Scientists have developed a tool they say is able to briefly restore circulation and some brain activity — but not consciousness or global electric functions — in the brains of pigs 4 hours after death.
Why it matters: Researchers hope to eventually have the ability to restore some lost brain functions in humans after injuries or cell death from stroke or diseases. This study, published in Nature Wednesday, offers a new tool likely to enable progress toward that goal. However, it's also expected to pose ethical dilemmas down the road — such as, will we eventually have to redefine the line between life and death?
Background: The standard definition of brain death has remained relatively unchanged for a little more than 50 years.
- Human brains (and that of all mammals) are very sensitive to decreased oxygen levels, and interruptions to blood flow are believed to cause irreparable brain damage.
- But, recent research has shown certain structures of the brain may remain viable for hours after death, like mitochondria.
- In a press briefing discussing this study's findings, co-author Nenad Sestan of Yale School of Medicine said: "We questioned the belief that widespread cell death is unavoidable minutes or even hours after death."
What they did: The team developed a tool called BrainEx and then tested it on the whole brains of 32 pigs, which had been slaughtered at a pork plant 4 hours earlier. They compared this with whole brains from pigs slaughtered at the same time but left untreated.
- Pig brains are similar in some aspects, including size, to that of humans.
- They drained the blood and pumped a cell-free solution called BEx perfusate, which had protective, stabilizing and contrast agents, into the brain's main arteries at normal body temperature.
- One of the key ingredients was a blocker called lamotrigine, which limits neuronal activity, to help preserve the brain cells.
What they found: The researchers say they found some of the brain cells were surprisingly resilient for those in BrainEx compared to those untreated.
- "We found that tissue and cellular structure is preserved and cell death is reduced. In addition, some molecular and cellular functions were restored," Sestan said.
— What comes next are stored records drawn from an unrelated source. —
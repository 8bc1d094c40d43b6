//! Polling subscription manager
//!
//! The upstream service has no push API, so every subscribed topic gets
//! its own polling task. New posts are rendered into a feed delta and sent
//! to the subscriber's channel.

use futures::future::join_all;
use std::collections::HashMap;
use std::sync::Arc;
use std::time::Duration;
use tokio::sync::{Mutex, mpsc, watch};
use tokio::task::JoinHandle;
use tokio::time::{Instant, MissedTickBehavior};

use crate::error::AppError;
use crate::feed::{Entry, Feed, FeedSynthesizer, ObjectType, Verb, parse_topic};
use crate::metrics::{
    ACTIVE_SUBSCRIPTIONS, DELIVERED_ENTRIES_TOTAL, DELIVERIES_TOTAL, POLLS_TOTAL,
};
use crate::upstream::{Profile, TimelineQuery};

/// Registered polling task
struct Subscription {
    /// Kept to identify the subscription on unsubscribe
    sender: mpsc::Sender<Feed>,
    stop: watch::Sender<bool>,
    task: JoinHandle<()>,
}

impl Subscription {
    async fn stop(self, topic: &str) {
        let _ = self.stop.send(true);
        if let Err(e) = self.task.await {
            tracing::error!(topic, error = %e, "Polling task failed");
        }
    }
}

/// Per-topic polling state
struct Poller {
    synthesizer: FeedSynthesizer,
    topic: String,
    /// Feed owner, with its latest post kept current
    profile: Profile,
    /// Highest post id seen so far, 0 if none
    last_seen: u64,
    page_size: u32,
}

impl Poller {
    fn new(synthesizer: FeedSynthesizer, topic: String, profile: Profile, page_size: u32) -> Self {
        let last_seen = profile.status.as_ref().map(|s| s.id).unwrap_or(0);
        Self {
            synthesizer,
            topic,
            profile,
            last_seen,
            page_size,
        }
    }

    /// Fetch posts newer than `last_seen`
    ///
    /// Returns the delta feed, or `None` when there is nothing to deliver.
    async fn poll_once(&mut self) -> Option<Feed> {
        let query = TimelineQuery {
            account_id: self.profile.id,
            since_id: (self.last_seen != 0).then_some(self.last_seen),
            count: self.page_size,
            include_shares: true,
        };

        let mut posts = match self.synthesizer.client().get_timeline(query).await {
            Ok(posts) => posts,
            Err(e) => {
                POLLS_TOTAL.with_label_values(&["error"]).inc();
                tracing::warn!(topic = %self.topic, error = %e, "Cannot poll user");
                return None;
            }
        };

        posts.retain(|post| post.id > self.last_seen);
        let Some(newest) = posts.iter().max_by_key(|post| post.id) else {
            POLLS_TOTAL.with_label_values(&["empty"]).inc();
            return None;
        };
        self.last_seen = newest.id;
        self.profile.status = Some(newest.as_status_ref());

        POLLS_TOTAL.with_label_values(&["new_posts"]).inc();
        tracing::debug!(topic = %self.topic, posts = posts.len(), last_seen = self.last_seen, "Polled new posts");

        Some(self.synthesizer.profile_feed_with(&self.profile, &posts))
    }
}

type Registry = Arc<Mutex<HashMap<String, Subscription>>>;

/// Polling loop of one topic
///
/// Owns the delivery sender; it is dropped when the loop exits. Returns
/// `true` when the loop ended because the subscriber dropped its receiver.
async fn run(
    mut poller: Poller,
    sender: mpsc::Sender<Feed>,
    mut stop: watch::Receiver<bool>,
    period: Duration,
) -> bool {
    let mut tick = tokio::time::interval_at(Instant::now() + period, period);
    tick.set_missed_tick_behavior(MissedTickBehavior::Delay);

    loop {
        tokio::select! {
            _ = stop.changed() => break,
            _ = tick.tick() => {}
        }

        let feed = tokio::select! {
            _ = stop.changed() => break,
            feed = poller.poll_once() => feed,
        };
        let Some(feed) = feed else {
            continue;
        };

        let entries = feed.entries.len() as u64;
        tokio::select! {
            _ = stop.changed() => break,
            sent = sender.send(feed) => {
                if sent.is_err() {
                    tracing::debug!(topic = %poller.topic, "Subscriber channel closed");
                    return true;
                }
                DELIVERIES_TOTAL.inc();
                DELIVERED_ENTRIES_TOTAL.inc_by(entries);
            }
        }
    }

    tracing::debug!(topic = %poller.topic, "Polling loop stopped");
    false
}

/// Drop the registry entry of a loop whose subscriber went away
///
/// A replacement subscription registered under the same key is left alone.
async fn prune(registry: &Registry, key: &str, sender: &mpsc::Sender<Feed>) {
    let mut topics = registry.lock().await;
    if topics
        .get(key)
        .is_some_and(|sub| sub.sender.same_channel(sender))
    {
        topics.remove(key);
        ACTIVE_SUBSCRIPTIONS.set(topics.len() as i64);
        tracing::info!(topic = key, "Removed subscription of closed channel");
    }
}

/// Subscription manager
///
/// Topics are keyed by their normalized feed path, so `acct:` and URL forms
/// of one account share a subscription. The registry lock is never held
/// across an upstream call or a task join. A loop whose subscriber dropped
/// its receiver removes its own registry entry.
pub struct SubscriptionManager {
    synthesizer: FeedSynthesizer,
    interval: Duration,
    page_size: u32,
    topics: Registry,
}

impl SubscriptionManager {
    /// # Arguments
    /// * `synthesizer` - Upstream client and renderer
    /// * `interval` - Time between polls of one topic
    /// * `page_size` - Maximum posts fetched per poll
    pub fn new(synthesizer: FeedSynthesizer, interval: Duration, page_size: u32) -> Self {
        Self {
            synthesizer,
            interval,
            page_size,
            topics: Arc::new(Mutex::new(HashMap::new())),
        }
    }

    /// Start polling a topic
    ///
    /// Returns once the polling task is registered. The first poll happens
    /// one interval later. Subscribing to an already polled topic replaces
    /// the previous subscription.
    ///
    /// # Errors
    /// `InvalidTopic` for unparseable topics, upstream errors when the
    /// account cannot be fetched
    pub async fn subscribe(&self, topic_uri: &str, sender: mpsc::Sender<Feed>) -> Result<(), AppError> {
        let topic = parse_topic(topic_uri)?;
        let key = topic.path();
        let profile = self.synthesizer.client().get_profile(topic.handle()).await?;

        let poller = Poller::new(self.synthesizer.clone(), key.clone(), profile, self.page_size);
        let (stop_tx, stop_rx) = watch::channel(false);
        let registry = Arc::clone(&self.topics);
        let (task_key, watched, period) = (key.clone(), sender.clone(), self.interval);
        let task = tokio::spawn(async move {
            if run(poller, watched.clone(), stop_rx, period).await {
                prune(&registry, &task_key, &watched).await;
            }
        });

        let replaced = {
            let mut topics = self.topics.lock().await;
            let replaced = topics.insert(
                key.clone(),
                Subscription {
                    sender,
                    stop: stop_tx,
                    task,
                },
            );
            ACTIVE_SUBSCRIPTIONS.set(topics.len() as i64);
            replaced
        };

        if let Some(previous) = replaced {
            tracing::info!(topic = %key, "Replacing existing subscription");
            previous.stop(&key).await;
        }

        tracing::info!(topic = %key, interval_secs = self.interval.as_secs(), "Subscribed");
        Ok(())
    }

    /// Stop the subscription delivering to `sender`'s channel
    ///
    /// Unknown channels are ignored.
    pub async fn unsubscribe(&self, sender: &mpsc::Sender<Feed>) -> Result<(), AppError> {
        let removed = {
            let mut topics = self.topics.lock().await;
            let key = topics
                .iter()
                .find(|(_, sub)| sub.sender.same_channel(sender))
                .map(|(key, _)| key.clone());
            let removed = key.and_then(|key| topics.remove(&key).map(|sub| (key, sub)));
            ACTIVE_SUBSCRIPTIONS.set(topics.len() as i64);
            removed
        };

        match removed {
            Some((key, sub)) => {
                sub.stop(&key).await;
                tracing::info!(topic = %key, "Unsubscribed");
            }
            None => tracing::debug!("Unsubscribe for unknown channel ignored"),
        }

        Ok(())
    }

    /// Accept an inbound activity
    ///
    /// Follows and unfollows need no action since polling is driven by hub
    /// subscriptions. Everything else is rejected.
    pub fn notify(&self, entry: &Entry) -> Result<(), AppError> {
        if entry.object_type != ObjectType::Activity {
            return Err(AppError::UnsupportedActivity(format!(
                "object type {}",
                entry.object_type.as_uri()
            )));
        }

        match entry.verb {
            Verb::Follow | Verb::Unfollow => {
                tracing::debug!(id = %entry.id, verb = entry.verb.as_uri(), "Ignoring follow activity");
                Ok(())
            }
            _ => Err(AppError::UnsupportedActivity(format!(
                "verb {}",
                entry.verb.as_uri()
            ))),
        }
    }

    /// Normalized keys of all polled topics
    pub async fn topics(&self) -> Vec<String> {
        let mut keys: Vec<String> = self.topics.lock().await.keys().cloned().collect();
        keys.sort();
        keys
    }

    /// Stop every polling task
    pub async fn shutdown(&self) {
        let drained: Vec<(String, Subscription)> = {
            let mut topics = self.topics.lock().await;
            ACTIVE_SUBSCRIPTIONS.set(0);
            topics.drain().collect()
        };

        let count = drained.len();
        join_all(drained.into_iter().map(|(key, sub)| async move {
            sub.stop(&key).await;
        }))
        .await;

        tracing::info!(count, "Stopped all subscriptions");
    }
}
- The platform restored brain circulation and some cellular functions — but there was no evidence for global electrical brain activity associated with awareness, perception or other higher-order brain functions, they said.
- They did see some new electrochemical responses after they took a sample of tissue and washed out the perfusate solution — which raises questions about whether there'd be more brain activity seen without the blocker in the solution — but they did not pursue this discovery in this trial, the researchers said.
What they're saying: "This story is really not about making dead people live again," but creating a new research model to examine how the whole brain works via pigs, says Jonathan Moreno, a bioethicist from the University of Pennsylvania who was not part of this study.
- Andrea Beckel-Mitchener, the team lead for the BRAIN Initiative at the NIH’s National Institute of Mental Health which co-funded the research, tells Axios they are "aiming for revolutionary new approaches to studying the brain."
- "The real advantage here is that this has never been done before in a large, intact mammalian brain," Beckel-Mitchener says. The results show "the brain cells are resilient and under the right conditions they can maintain [some] healthy functions many hours after the loss of blood flow."
What's next: This experiment was designed to create the tool, and the scientists were very careful to maintain ethical guidelines, Moreno tells Axios. But, what happens later could require conversations and new guidelines, he adds.
- "To me the elephant in the room, or the pig in the room shall we say, is consciousness," the scientific definition of which remains under scientific debate, Moreno says.
- A group of scientists wrote a similar view in their commentary published in Nature, calling for the development of guidelines on preservation or restoration of whole brains, including "how should researchers try to detect signs of consciousness or sentience?"
- They add that the study “throws into question long-standing assumptions about what makes an animal ― or a human ― alive.”
- In a separate commentary in Nature, scientists point to the problem of how this could affect human transplants, since if people have hope of resuscitating the brain, there could be fewer organ transplants, and roughly 20 Americans die every day waiting for a transplant now.
- Beckel-Mitchener says the Brain Initiative has an ethics council that deliberates on these new technologies, as they believe "science [should] evolve in parallel with the ethics conversation."
The authors state clearly in the paper that as experiments using BrainEx gravitate towards human brain research:
The bottom line: This new tool offers the possibility for major advances in neuroscience — but will also require grappling with thorny questions.